When you present the 'ready to commit?' page, you've replayed the sequence of Mementos and are pretty sure they'll work. When the submit "Commit", you have to replay the Mementos one last time, hoping they're still going to work. If they do, great. If they don't, someone changed something, and you're back at step 2: what now?
This seems complex.
Yes, it does. However it does not hold any locks, allowing blistering speed and little opportunity for deadlock. The transaction is confined to the "Commit" view function which actually applies the sequence of Mementos to the database, saves the results, and does a final commit to end the transaction.
The alternative -- holding locks while the user steps out for a quick cup of coffee on step n-1 out of n -- is unworkable.
For more information on Memento, see this.
In case anyone else ever has the exact same problem as me (I hope not), here is my monkeypatch. It's fragile and ugly, and changes private methods, but thankfully it's small. Please don't use it unless you really have to. As mentioned by others, any application using it effectively prevents multiple users doing updates at the same time, on penalty of deadlock. (In my application, there may be many readers, but multiple concurrent updates are deliberately excluded.)
I have a "user" object which persists across a user session, and contains a persistent connection object. When I validate a particular HTTP interaction is part of a session, I also store the user object on django.db.connection, which is thread-local.
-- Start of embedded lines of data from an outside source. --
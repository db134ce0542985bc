//! Built-in core entities used when the schema source is unavailable.

use super::types::{EntityDescriptor, ForeignKey};

/// The core case-management entities with a minimal field list.
pub fn core_entities() -> Vec<EntityDescriptor> {
    vec![
        EntityDescriptor::new("departments", ["id", "name", "code", "created_at"]),
        EntityDescriptor::new(
            "users",
            ["id", "full_name", "email", "role", "department_id", "created_at"],
        )
        .with_foreign_key(ForeignKey::new("department_id", "departments", "id")),
        EntityDescriptor::new(
            "citizens",
            ["id", "full_name", "email", "phone", "created_at"],
        ),
        EntityDescriptor::new(
            "cases",
            [
                "id",
                "case_number",
                "title",
                "status",
                "priority",
                "citizen_id",
                "assigned_to",
                "department_id",
                "created_at",
                "updated_at",
            ],
        )
        .with_foreign_key(ForeignKey::new("citizen_id", "citizens", "id"))
        .with_foreign_key(ForeignKey::new("assigned_to", "users", "id"))
        .with_foreign_key(ForeignKey::new("department_id", "departments", "id")),
        EntityDescriptor::new(
            "tasks",
            ["id", "case_id", "title", "status", "due_date", "assigned_to", "created_at"],
        )
        .with_foreign_key(ForeignKey::new("case_id", "cases", "id"))
        .with_foreign_key(ForeignKey::new("assigned_to", "users", "id")),
    ]
}
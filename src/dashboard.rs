//! Dashboard widgets.
//!
//! Every widget is refreshed concurrently and owns its own state, so a slow
//! or failing widget never holds the others back.

use dashmap::DashMap;
use futures::future::join_all;
use serde::Serialize;

use crate::access::{PermissionCheck, PermissionTarget};
use crate::aggregate::ViewerZone;
use crate::gateway::{ExecutionGateway, Scalar};
use crate::model::{Aggregation, ReportDefinition};
use crate::planner::QueryCompiler;
use crate::schema::SchemaRegistry;
use crate::session::{present, SessionError, SessionResult};
use crate::shape::ViewModel;

/// What a widget shows.
#[derive(Debug, Clone, PartialEq)]
pub enum WidgetSpec {
    /// Rows of a report, shaped for its chart.
    Report(ReportDefinition),
    /// A single aggregate value.
    Metric {
        entity: String,
        field: String,
        aggregation: Aggregation,
    },
}

impl WidgetSpec {
    pub fn metric(entity: impl Into<String>, field: impl Into<String>, aggregation: Aggregation) -> Self {
        WidgetSpec::Metric {
            entity: entity.into(),
            field: field.into(),
            aggregation,
        }
    }

    fn target(&self) -> PermissionTarget {
        match self {
            WidgetSpec::Report(def) => match def.id {
                Some(id) => PermissionTarget::Report(id),
                None => PermissionTarget::Module(def.module_key().to_string()),
            },
            WidgetSpec::Metric { entity, .. } => PermissionTarget::Module(entity.clone()),
        }
    }
}

#[derive(Debug, Clone, PartialEq, Serialize)]
#[serde(tag = "kind", content = "data", rename_all = "lowercase")]
pub enum WidgetOutput {
    View(ViewModel),
    Value(Scalar),
}

#[derive(Debug, Clone, PartialEq, Serialize)]
#[serde(tag = "state", content = "data", rename_all = "lowercase")]
pub enum WidgetState {
    Loading,
    Ready(WidgetOutput),
    /// User-facing failure message.
    Failed(String),
}

impl WidgetState {
    pub fn is_ready(&self) -> bool {
        matches!(self, WidgetState::Ready(_))
    }
}

#[derive(Debug, Clone)]
pub struct Widget {
    pub id: String,
    pub spec: WidgetSpec,
}

pub struct Dashboard<'a> {
    compiler: QueryCompiler<'a>,
    permissions: &'a dyn PermissionCheck,
    widgets: Vec<Widget>,
    states: DashMap<String, WidgetState>,
    zone: ViewerZone,
}

impl<'a> Dashboard<'a> {
    pub fn new(registry: &'a SchemaRegistry, permissions: &'a dyn PermissionCheck) -> Self {
        Self {
            compiler: QueryCompiler::new(registry),
            permissions,
            widgets: Vec::new(),
            states: DashMap::new(),
            zone: ViewerZone::default(),
        }
    }

    pub fn with_row_limit(mut self, row_limit: u64) -> Self {
        self.compiler = self.compiler.with_row_limit(row_limit);
        self
    }

    pub fn with_zone(mut self, zone: ViewerZone) -> Self {
        self.zone = zone;
        self
    }

    /// Add a widget. A widget with the same id is replaced.
    pub fn with_widget(mut self, id: impl Into<String>, spec: WidgetSpec) -> Self {
        let id = id.into();
        self.widgets.retain(|w| w.id != id);
        self.states.remove(&id);
        self.widgets.push(Widget { id, spec });
        self
    }

    pub fn widgets(&self) -> &[Widget] {
        &self.widgets
    }

    /// Current state of one widget; `None` before its first refresh.
    pub fn state(&self, id: &str) -> Option<WidgetState> {
        self.states.get(id).map(|s| s.value().clone())
    }

    /// Refresh every widget concurrently. Returns the number that failed.
    pub async fn refresh(&self, gateway: &dyn ExecutionGateway) -> usize {
        for widget in &self.widgets {
            self.states.insert(widget.id.clone(), WidgetState::Loading);
        }

        let outcomes = join_all(self.widgets.iter().map(|w| self.load_widget(w, gateway))).await;

        let mut failed = 0;
        for (widget, outcome) in self.widgets.iter().zip(outcomes) {
            let state = match outcome {
                Ok(output) => WidgetState::Ready(output),
                Err(err) => {
                    failed += 1;
                    tracing::warn!(widget = %widget.id, error = %err, "widget refresh failed");
                    WidgetState::Failed(failure_message(&err))
                }
            };
            self.states.insert(widget.id.clone(), state);
        }
        failed
    }

    async fn load_widget(
        &self,
        widget: &Widget,
        gateway: &dyn ExecutionGateway,
    ) -> SessionResult<WidgetOutput> {
        let target = widget.spec.target();
        if !self.permissions.can_view(&target) {
            return Err(SessionError::PermissionDenied {
                action: "view",
                target,
            });
        }

        match &widget.spec {
            WidgetSpec::Report(def) => {
                let plan = self.compiler.compile_report(def)?;
                let rows = gateway.execute(&plan).await?;
                let view = present(&rows, &def.selected_columns, &def.chart, self.zone)?;
                Ok(WidgetOutput::View(view))
            }
            WidgetSpec::Metric {
                entity,
                field,
                aggregation,
            } => {
                let plan = self.compiler.compile_metric(entity, field, *aggregation)?;
                Ok(WidgetOutput::Value(gateway.execute_scalar(&plan).await?))
            }
        }
    }
}

fn failure_message(err: &SessionError) -> String {
    match err {
        SessionError::Compile(e) => e.user_message().to_string(),
        other => other.to_string(),
    }
}
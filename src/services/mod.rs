pub mod arbiter;
pub mod cleanup;

pub use arbiter::BookingArbiter;
pub use crate::models::{SeatView, ShowingSnapshot};
pub use cleanup::{CleanupService, CleanupStats};
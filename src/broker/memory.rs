//! In-memory broker for single-node deployments and tests.

use async_trait::async_trait;
use std::collections::HashMap;
use std::sync::atomic::{AtomicBool, AtomicU32, AtomicU64, Ordering};
use tokio::sync::{broadcast, mpsc, RwLock};
use tracing::{debug, warn};

use super::{Broker, BrokerMessage, Subscription};
use crate::error::{CoordinatorError, Result};

/// Topic fan-out over `tokio::sync::broadcast`.
///
/// The network can be taken down and brought back (`go_offline` /
/// `go_online`) and individual connects or publishes can be made to fail,
/// which is how reconnect and retry paths are exercised.
#[derive(Debug)]
pub struct MemoryBroker {
    /// Topic name -> broadcast sender. Topics without receivers are pruned.
    topics: RwLock<HashMap<String, broadcast::Sender<BrokerMessage>>>,
    buffer_size: usize,
    online: AtomicBool,
    connected: AtomicBool,
    failing_connects: AtomicU32,
    failing_publishes: AtomicU32,
    published: AtomicU64,
}

impl MemoryBroker {
    pub fn new(buffer_size: usize) -> Self {
        Self {
            topics: RwLock::new(HashMap::new()),
            buffer_size: buffer_size.max(1),
            online: AtomicBool::new(true),
            connected: AtomicBool::new(false),
            failing_connects: AtomicU32::new(0),
            failing_publishes: AtomicU32::new(0),
            published: AtomicU64::new(0),
        }
    }

    /// Drop the network. Every live subscription ends.
    pub async fn go_offline(&self) {
        self.online.store(false, Ordering::SeqCst);
        self.connected.store(false, Ordering::SeqCst);
        self.topics.write().await.clear();
        warn!("memory broker went offline");
    }

    /// Bring the network back. Clients still have to `connect`.
    pub fn go_online(&self) {
        self.online.store(true, Ordering::SeqCst);
        debug!("memory broker back online");
    }

    pub fn fail_next_connects(&self, n: u32) {
        self.failing_connects.store(n, Ordering::SeqCst);
    }

    pub fn fail_next_publishes(&self, n: u32) {
        self.failing_publishes.store(n, Ordering::SeqCst);
    }

    /// Messages accepted for delivery so far.
    pub fn published_count(&self) -> u64 {
        self.published.load(Ordering::SeqCst)
    }

    pub async fn subscriber_count(&self, topic: &str) -> usize {
        self.topics
            .read()
            .await
            .get(topic)
            .map(|tx| tx.receiver_count())
            .unwrap_or(0)
    }

    /// Topics that still have a sender registered.
    pub async fn topic_count(&self) -> usize {
        self.topics.read().await.len()
    }

    async fn prune_if_unused(&self, topic: &str) {
        let mut topics = self.topics.write().await;
        if topics.get(topic).is_some_and(|tx| tx.receiver_count() == 0) {
            topics.remove(topic);
            debug!("pruned topic {} with no subscribers", topic);
        }
    }

    fn take_failure(counter: &AtomicU32) -> bool {
        counter
            .fetch_update(Ordering::SeqCst, Ordering::SeqCst, |n| n.checked_sub(1))
            .is_ok()
    }
}

impl Default for MemoryBroker {
    fn default() -> Self {
        Self::new(256)
    }
}

#[async_trait]
impl Broker for MemoryBroker {
    async fn connect(&self) -> Result<()> {
        if !self.online.load(Ordering::SeqCst) {
            return Err(CoordinatorError::ConnectionError("broker unreachable".to_string()));
        }
        if Self::take_failure(&self.failing_connects) {
            return Err(CoordinatorError::ConnectionError("connection refused".to_string()));
        }
        self.connected.store(true, Ordering::SeqCst);
        Ok(())
    }

    fn is_connected(&self) -> bool {
        self.online.load(Ordering::SeqCst) && self.connected.load(Ordering::SeqCst)
    }

    async fn publish(&self, topic: &str, payload: String) -> Result<()> {
        if !self.is_connected() {
            return Err(CoordinatorError::ConnectionError("not connected".to_string()));
        }
        if Self::take_failure(&self.failing_publishes) {
            return Err(CoordinatorError::ConnectionError(format!("publish to {} dropped", topic)));
        }

        let unused = {
            let topics = self.topics.read().await;
            match topics.get(topic) {
                // no receivers is fine, pub/sub does not buffer for absent listeners
                Some(tx) => tx
                    .send(BrokerMessage {
                        topic: topic.to_string(),
                        payload,
                    })
                    .is_err(),
                None => false,
            }
        };
        if unused {
            self.prune_if_unused(topic).await;
        }
        self.published.fetch_add(1, Ordering::SeqCst);
        Ok(())
    }

    async fn subscribe(&self, topic: &str) -> Result<Subscription> {
        if !self.is_connected() {
            return Err(CoordinatorError::ConnectionError("not connected".to_string()));
        }

        let mut source = {
            let mut topics = self.topics.write().await;
            topics.retain(|_, tx| tx.receiver_count() > 0);
            topics
                .entry(topic.to_string())
                .or_insert_with(|| broadcast::channel(self.buffer_size).0)
                .subscribe()
        };

        let (tx, rx) = mpsc::channel(self.buffer_size);
        let name = topic.to_string();
        let forwarder = tokio::spawn(async move {
            loop {
                match source.recv().await {
                    Ok(msg) => {
                        if tx.send(msg).await.is_err() {
                            break;
                        }
                    }
                    Err(broadcast::error::RecvError::Lagged(skipped)) => {
                        warn!("subscriber on {} lagged, {} messages skipped", name, skipped);
                    }
                    Err(broadcast::error::RecvError::Closed) => break,
                }
            }
        });

        Ok(Subscription::new(topic.to_string(), rx, forwarder))
    }
}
def monkeyPatchDjangoDBConnection():
import django.db
def validConnection():
if django.db.connection.connection is None:
django.db.connection.connection = django.db.connection.user.connection
return True
def close():
django.db.connection.connection = None
django.db.connection._valid_connection = validConnection
django.db.connection.close = close
monkeyPatchDBConnection()
def setUserOnThisThread(user):
import django.db
django.db.connection.user = user
This last is called automatically at the start of any method annotated with #login_required, so 99% of my code is insulated from the specifics of this hack.
I came up with something similar to the Memento pattern, but different enough that I think it bears posting. When a user starts an editing session, I duplicate the target object to a temporary object in the database. All subsequent editing operations affect the duplicate. Instead of saving the object state in a memento at each change, I store operation objects. When I apply an operation to an object, it returns the inverse operation, which I store.
Saving operations is much cheaper for me than mementos, since the operations can be described with a few small data items, while the object being edited is much bigger. Also I apply the operations as I go and save the undos, so that the temporary in the db always corresponds to the version in the user's browser. I never have to replay a collection of changes; the temporary is always only one operation away from the next version.
To implement "undo," I pop the last undo object off the stack (as it were--by retrieving the latest operation for the temporary object from the db) apply it to the temporary and return the transformed temporary. I could also push the resultant operation onto a redo stack if I cared to implement redo.
To implement "save changes," i.e. commit, I de-activate and time-stamp the original object and activate the temporary in it's place.
To implement "cancel," i.e. rollback, I do nothing! I could delete the temporary, of course, because there's no way for the user to retrieve it once the editing session is over, but I like to keep the canceled edit sessions so I can run stats on them before clearing them out with a cron job.